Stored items
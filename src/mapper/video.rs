use serde_json::{json, Value};

use super::{collapse_or, field, or_default};
use crate::forms::VideoForm;

pub fn map_video(form: &VideoForm) -> Value {
    let thumbnails: Vec<Value> = form
        .thumbnails
        .values()
        .map(|url| field(url))
        .filter(|url| !url.is_empty())
        .map(|url| json!(url))
        .collect();

    json!({
        "@context": "https://schema.org",
        "@type": "VideoObject",
        "name": field(&form.name),
        "description": field(&form.description),
        "uploadDate": field(&form.upload_date),
        "duration": format!(
            "PT{}M{}S",
            or_default(&form.minutes, "0"),
            or_default(&form.seconds, "0")
        ),
        "thumbnailUrl": collapse_or(thumbnails, json!("")),
    })
}
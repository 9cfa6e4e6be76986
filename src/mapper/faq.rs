use serde_json::{json, Value};

use super::{collapse_or, field};
use crate::forms::FaqForm;

pub fn map_faq(form: &FaqForm) -> Value {
    let entities: Vec<Value> = form
        .items
        .values()
        .filter(|item| !field(&item.question).is_empty() || !field(&item.answer).is_empty())
        .map(|item| {
            json!({
                "@type": "Question",
                "name": field(&item.question),
                "acceptedAnswer": {
                    "@type": "Answer",
                    "text": field(&item.answer),
                },
            })
        })
        .collect();

    json!({
        "@context": "https://schema.org",
        "@type": "FAQPage",
        "mainEntity": collapse_or(entities, json!([])),
    })
}
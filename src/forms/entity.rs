//! Forms for entity-centric types: Event, JobPosting, LocalBusiness and Person.

use serde::{Deserialize, Serialize};

use crate::domain::{RowId, RowList, SocialProfiles};

// ============================================================================
// Event
// ============================================================================

#[derive(Clone, Debug, Default, PartialEq, Serialize, Deserialize)]
#[serde(default)]
pub struct Ticket {
    pub name: String,
    pub price: String,
    pub valid_from: String,
    pub url: String,
    /// InStock, SoldOut, PreOrder
    pub availability: String,
}

#[derive(Clone, Debug, Default, PartialEq, Serialize, Deserialize)]
#[serde(default)]
pub struct EventForm {
    pub name: String,
    pub image: String,
    pub description: String,
    pub start_date: String,
    pub start_time: String,
    pub end_date: String,
    pub end_time: String,
    /// EventScheduled, EventCancelled, ...
    pub status: String,
    /// OfflineEventAttendanceMode, OnlineEventAttendanceMode, ...
    pub attendance_mode: String,
    pub performer_type: String,
    pub performer_name: String,
    /// Applies to every ticket
    pub currency: String,
    pub tickets: RowList<Ticket, 1>,
}

// ============================================================================
// JobPosting
// ============================================================================

#[derive(Clone, Debug, Default, PartialEq, Serialize, Deserialize)]
#[serde(default)]
pub struct JobPostingForm {
    pub title: String,
    pub identifier: String,
    pub description: String,
    pub company: String,
    pub company_url: String,
    pub company_logo: String,
    pub industry: String,
    pub employment_type: String,
    pub work_hours: String,
    pub date_posted: String,
    pub valid_through: String,
    pub remote: bool,
    pub country: String,
    pub region: String,
    pub street: String,
    pub city: String,
    pub zip: String,
    pub salary_min: String,
    pub salary_max: String,
    pub currency: String,
    /// HOUR, DAY, WEEK, MONTH, YEAR
    pub salary_period: String,
}

// ============================================================================
// LocalBusiness
// ============================================================================

#[derive(Clone, Debug, Default, PartialEq, Serialize, Deserialize)]
#[serde(default)]
pub struct OpeningHours {
    pub day: String,
    pub opens: String,
    pub closes: String,
}

#[derive(Clone, Debug, Default, PartialEq, Serialize, Deserialize)]
#[serde(default)]
pub struct Department {
    /// Blank means `LocalBusiness`
    pub department_type: String,
    pub name: String,
    pub image: String,
    pub phone: String,
    /// Counter scoped to this department
    pub opening_hours: RowList<OpeningHours, 0>,
}

#[derive(Clone, Debug, Default, PartialEq, Serialize, Deserialize)]
#[serde(default)]
pub struct LocalBusinessForm {
    /// Blank means `LocalBusiness`
    pub business_type: String,
    pub name: String,
    pub image: String,
    pub id: String,
    pub url: String,
    pub phone: String,
    pub price_range: String,
    pub street: String,
    pub city: String,
    pub zip: String,
    pub country: String,
    pub region: String,
    pub latitude: String,
    pub longitude: String,
    pub open_24_7: bool,
    /// Comma-separated profile URLs
    pub socials: String,
    pub opening_hours: RowList<OpeningHours, 0>,
    pub departments: RowList<Department, 0>,
}

impl LocalBusinessForm {
    /// Add an opening-hours row to one department.
    ///
    /// Returns `None` when the department does not exist.
    pub fn add_department_opening_hour(&mut self, department: RowId) -> Option<RowId> {
        self.departments
            .get_mut(department)
            .map(|dept| dept.opening_hours.add())
    }

    pub fn remove_department_opening_hour(
        &mut self,
        department: RowId,
        hour: RowId,
    ) -> Option<OpeningHours> {
        self.departments
            .get_mut(department)
            .and_then(|dept| dept.opening_hours.remove(hour))
    }
}

// ============================================================================
// Person
// ============================================================================

#[derive(Clone, Debug, Default, PartialEq, Serialize, Deserialize)]
#[serde(default)]
pub struct PersonForm {
    pub name: String,
    pub url: String,
    pub image: String,
    pub job_title: String,
    pub company: String,
    pub social_profiles: SocialProfiles,
}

• What the task requires:
Please retype all of the records, keeping each line exactly as it is.

• Answer to this exercise:
filename src/mapper/video.rs
use serde_json::{json, Value};

use super::{collapse_or, field, or_default};
use crate::forms::VideoForm;

pub fn map_video(form: &VideoForm) -> Value {
    let thumbnails: Vec<Value> = form
        .thumbnails
        .values()
        .map(|url| field(url))
        .filter(|url| !url.is_empty())
        .map(|url| json!(url))
        .collect();

    json!({
        "@context": "https://schema.org",
        "@type": "VideoObject",
        "name": field(&form.name),
        "description": field(&form.description),
        "uploadDate": field(&form.upload_date),
        "duration": format!(
            "PT{}M{}S",
            or_default(&form.minutes, "0"),
            or_default(&form.seconds, "0")
        ),
        "thumbnailUrl": collapse_or(thumbnails, json!("")),
    })
}
repository 9cfa6e4e6be76986
filename src/mapper/faq.rs
use serde_json::{json, Value};

use super::{collapse_or, field};
use crate::forms::FaqForm;

pub fn map_faq(form: &FaqForm) -> Value {
    let entities: Vec<Value> = form
        .items
        .values()
        .filter(|item| !field(&item.question).is_empty() || !field(&item.answer).is_empty())
        .map(|item| {
            json!({
                "@type": "Question",
                "name": field(&item.question),
                "acceptedAnswer": {
                    "@type": "Answer",
                    "text": field(&item.answer),
                },
            })
        })
        .collect();

    json!({
        "@context": "https://schema.org",
        "@type": "FAQPage",
        "mainEntity": collapse_or(entities, json!([])),
    })
}
filename src/forms/entity.rs
//! Forms for entity-centric types: Event, JobPosting, LocalBusiness and Person.

use serde::{Deserialize, Serialize};

use crate::domain::{RowId, RowList, SocialProfiles};

// ============================================================================
// Event
// ============================================================================

#[derive(Clone, Debug, Default, PartialEq, Serialize, Deserialize)]
#[serde(default)]
pub struct Ticket {
    pub name: String,
    pub price: String,
    pub valid_from: String,
    pub url: String,
    /// InStock, SoldOut, PreOrder
    pub availability: String,
}

#[derive(Clone, Debug, Default, PartialEq, Serialize, Deserialize)]
#[serde(default)]
pub struct EventForm {
    pub name: String,
    pub image: String,
    pub description: String,
    pub start_date: String,
    pub start_time: String,
    pub end_date: String,
    pub end_time: String,
    /// EventScheduled, EventCancelled, ...
    pub status: String,
    /// OfflineEventAttendanceMode, OnlineEventAttendanceMode, ...
    pub attendance_mode: String,
    pub performer_type: String,
    pub performer_name: String,
    /// Applies to every ticket
    pub currency: String,
    pub tickets: RowList<Ticket, 1>,
}

// ============================================================================
// JobPosting
// ============================================================================

#[derive(Clone, Debug, Default, PartialEq, Serialize, Deserialize)]
#[serde(default)]
pub struct JobPostingForm {
    pub title: String,
    pub identifier: String,
    pub description: String,
    pub company: String,
    pub company_url: String,
    pub company_logo: String,
    pub industry: String,
    pub employment_type: String,
    pub work_hours: String,
    pub date_posted: String,
    pub valid_through: String,
    pub remote: bool,
    pub country: String,
    pub region: String,
    pub street: String,
    pub city: String,
    pub zip: String,
    pub salary_min: String,
    pub salary_max: String,
    pub currency: String,
    /// HOUR, DAY, WEEK, MONTH, YEAR
    pub salary_period: String,
}

// ============================================================================
// LocalBusiness
// ============================================================================

#[derive(Clone, Debug, Default, PartialEq, Serialize, Deserialize)]
#[serde(default)]
pub struct OpeningHours {
    pub day: String,
    pub opens: String,
    pub closes: String,
}

#[derive(Clone, Debug, Default, PartialEq, Serialize, Deserialize)]
#[serde(default)]
pub struct Department {
    /// Blank means `LocalBusiness`
    pub department_type: String,
    pub name: String,
    pub image: String,
    pub phone: String,
    /// Counter scoped to this department
    pub opening_hours: RowList<OpeningHours, 0>,
}

#[derive(Clone, Debug, Default, PartialEq, Serialize, Deserialize)]
#[serde(default)]
pub struct LocalBusinessForm {
    /// Blank means `LocalBusiness`
    pub business_type: String,
    pub name: String,
    pub image: String,
    pub id: String,
    pub url: String,
    pub phone: String,
    pub price_range: String,
    pub street: String,
    pub city: String,
    pub zip: String,
    pub country: String,
    pub region: String,
    pub latitude: String,
    pub longitude: String,
    pub open_24_7: bool,
    /// Comma-separated profile URLs
    pub socials: String,
    pub opening_hours: RowList<OpeningHours, 0>,
    pub departments: RowList<Department, 0>,
}

impl LocalBusinessForm {
    /// Add an opening-hours row to one department.
    ///
    /// Returns `None` when the department does not exist.
    pub fn add_department_opening_hour(&mut self, department: RowId) -> Option<RowId> {
        self.departments
            .get_mut(department)
            .map(|dept| dept.opening_hours.add())
    }

    pub fn remove_department_opening_hour(
        &mut self,
        department: RowId,
        hour: RowId,
    ) -> Option<OpeningHours> {
        self.departments
            .get_mut(department)
            .and_then(|dept| dept.opening_hours.remove(hour))
    }
}

// ============================================================================
// Person
// ============================================================================

#[derive(Clone, Debug, Default, PartialEq, Serialize, Deserialize)]
#[serde(default)]
pub struct PersonForm {
    pub name: String,
    pub url: String,
    pub image: String,
    pub job_title: String,
    pub company: String,
    pub social_profiles: SocialProfiles,
}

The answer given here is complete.